Sociology Chapter 12
Marriage Rate
Is continuing to increase year by year.
Monogamy
Is the practice of marrying (or being in a relationship with) one person at a time.
Cohabitation
Living together in an intimate relationship without formal legal or religious sanctioning. About 24 percent of all never-married Americans between 25 and 34 years old are cohabiting.
Polygamy
Is a system of marriage that allows people to have more than one spouse at a time.
Polygyny
A system of marriage that allows men to have multiple wives.
Polyandry
A system of marriage that allows women to have multiple husbands
Intimate Partner Violence
Abuse, neglect, and manipulation happen across all familial relationships. The most frequent form of family violence is sibling on sibling.
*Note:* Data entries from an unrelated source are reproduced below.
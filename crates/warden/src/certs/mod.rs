//! Local-CA certificate lifecycle
//!
//! - [`store`]: filesystem layout of the root CA and per-domain certificates
//! - [`engine`]: the boundary to whatever mints certificates, with the
//!   [`minica`] subprocess and [`builtin`] rcgen implementations
//! - [`manager`]: issue, renew-if-due, delete and bootstrap policy
//! - [`sync`]: the proxy certificate list derived from the store
//! - [`scheduler`]: periodic renewal sweeps

pub mod builtin;
pub mod engine;
pub mod error;
pub mod manager;
pub mod minica;
pub mod ownership;
pub mod request;
pub mod scheduler;
pub mod store;
pub mod sync;

#[cfg(test)]
pub(crate) mod testing;

use std::sync::Arc;
use std::time::Duration;

use certwarden_config::{Config, EngineKind};
use tracing::info;

pub use builtin::BuiltinEngine;
pub use engine::{CertificateEngine, EngineAdapter, EngineStatus};
pub use error::{CertError, StoreError, SyncError};
pub use manager::{
    is_due_for_renewal, CertificateManager, DeleteOutcome, IssueReport, RenewalOutcome,
    SweepSummary, BOOTSTRAP_DOMAIN, RENEWAL_THRESHOLD_DAYS,
};
pub use minica::MinicaEngine;
pub use ownership::{ChownHook, OwnershipError, OwnershipHook, Principal};
pub use request::{domain_key, is_wildcard, validate_domain, DomainKind, DomainRequest};
pub use scheduler::RenewalScheduler;
pub use store::{CertificateRecord, CertificateStore};
pub use sync::{ProxyConfig, ProxyConfigSync};

/// Build the engine selected by `ENGINE`
pub fn engine_from_config(config: &Config) -> Arc<dyn CertificateEngine> {
    match config.engine {
        EngineKind::Minica => Arc::new(MinicaEngine::new(&config.minica_bin)),
        EngineKind::Builtin => Arc::new(BuiltinEngine::new(Duration::from_secs(
            u64::from(config.leaf_validity_days) * 86_400,
        ))),
    }
}

impl CertificateManager {
    /// Open the store and assemble a manager from configuration
    pub fn from_config(config: &Config) -> Result<Self, CertError> {
        let store = CertificateStore::open(&config.cert_dir)?;
        let engine = engine_from_config(config);
        info!(
            engine = engine.name(),
            store_path = %store.root().display(),
            proxy_config = %config.proxy_config_path().display(),
            "Configured certificate manager"
        );

        let manager = Self::new(
            store,
            engine,
            &config.proxy_config_path(),
            config.engine_timeout(),
        );
        Ok(match config.owner() {
            Some(owner) => manager.with_ownership(Arc::new(ChownHook), Principal::from(owner)),
            None => manager,
        })
    }
}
More than one-third of women and one-fourth of men have been raped, physically attacked, and/or stalked by an intimate partner at some point.
Nuclear Family
Is a family consisting of a father and mother and their children.
Families and Work
Preindustrial families operated like a small business: the home was a site for work and production, and the entire family was involved.
Extended Family
Refers to familial networks that extend beyond the nuclear family and may extend beyond the home.
Exogamy
Refers to marriage to someone from a different social group.
Endogamy
Refers to marriage to someone within one's social group (race, ethnicity, class, education, religion, region, or nationality).
Blended Families
Step-siblings or half-siblings, families with same-sex parents, interracial families, and immigrant families.
Kinship Networks
Strings of relationships between people related by blood and co-residence (i.e., marriage).
Cult of Domesticity
The notion that true womanhood centers on domestic responsibility and child rearing.
Second Shift
Women's responsibility for housework and childcare— everything from cooking dinner to doing laundry, bathing children, read ing bedtime stories, and sewing Halloween costumes.